|Title||An Efficient Run-Time Management Methodology for Stereo Matching Application|
|Publication Type||Conference Paper|
|Year of Publication||2010|
|Authors||Mariani, G., C. Ykman-Couvreur, K. Zhang, L. Zhang, and G. Lafruit|
|Conference Name||2PARMA: Proceedings of the Workshop on Parallel Programming and Run-time Management Techniques for Many-core Architectures|
|Conference Location||Hannover, Germany|
This paper presents a methodology for Run-Time Management (RTM) of algorithmic parameters. The RTM is able to trade-off the algorithm output quality and the execution time. Thus, once a requirement in terms of maximum execution time is set, the RTM dynamically tunes the parameters in order to maximize the output quality while respecting the given requirement.
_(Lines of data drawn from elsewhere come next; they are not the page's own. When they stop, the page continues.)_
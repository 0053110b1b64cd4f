#![allow(dead_code)]

use rand::{rngs::StdRng, Rng, SeedableRng};
use std::f64::consts::PI;
use std::fs;
use std::path::{Path, PathBuf};

pub const FS: f64 = 125.0;

/// PPG-like waveform: one Gaussian systolic bump per beat over a drifting baseline.
pub fn synthetic_ppg(fs: f64, duration_s: f64, ibi_s: &[f64]) -> Vec<f64> {
    let mut beats = Vec::new();
    let mut t = 0.4;
    for interval in ibi_s.iter().cycle() {
        if t > duration_s + 1.0 {
            break;
        }
        beats.push(t);
        t += interval;
    }
    let samples = (duration_s * fs) as usize;
    (0..samples)
        .map(|i| {
            let time = i as f64 / fs;
            let mut v = 1.5 + 0.2 * (2.0 * PI * 0.15 * time).sin();
            for &bt in &beats {
                let d = time - bt;
                if d.abs() < 0.6 {
                    v += (-0.5 * (d / 0.1).powi(2)).exp();
                }
            }
            v
        })
        .collect()
}

/// Intervals drawn uniformly from 0.45-1.1 s, like an irregularly irregular rhythm.
pub fn irregular_ibi(seed: u64, count: usize) -> Vec<f64> {
    let mut rng = StdRng::seed_from_u64(seed);
    (0..count).map(|_| rng.gen_range(0.45..1.1)).collect()
}

pub fn write_ppg_csv(path: &Path, samples: &[f64]) {
    let mut text = String::from("Time,PPG\n");
    for (i, v) in samples.iter().enumerate() {
        text.push_str(&format!("{:.3},{:.6}\n", i as f64 / FS, v));
    }
    fs::write(path, text).expect("write synthetic csv");
}

pub fn af_subject(dir: &Path, name: &str, duration_s: f64) -> PathBuf {
    let path = dir.join(name);
    write_ppg_csv(&path, &synthetic_ppg(FS, duration_s, &irregular_ibi(7, 200)));
    path
}

pub fn regular_subject(dir: &Path, name: &str, duration_s: f64) -> PathBuf {
    let path = dir.join(name);
    write_ppg_csv(&path, &synthetic_ppg(FS, duration_s, &[0.8]));
    path
}

pub fn path_str(path: &Path) -> String {
    path.to_string_lossy().to_string()
}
The run-time decision making relies on design-time modeling techniques able to characterize key relations between algorithm parameters, execution time and output quality. Models generated during the design-time analysis are accurate enough to drive the RTM in its decision making while enough generic to model application behaviors over datasets which were not included at design-time. In this paper the methodology is applied on the Stereo Matching application, a computational intensive artificial vision application aimed at inferring object depths using two or more cameras. Experimental results prove the effectiveness of the methodology which is able to identify high quality solutions respecting required deadline while introducing negligible overhead.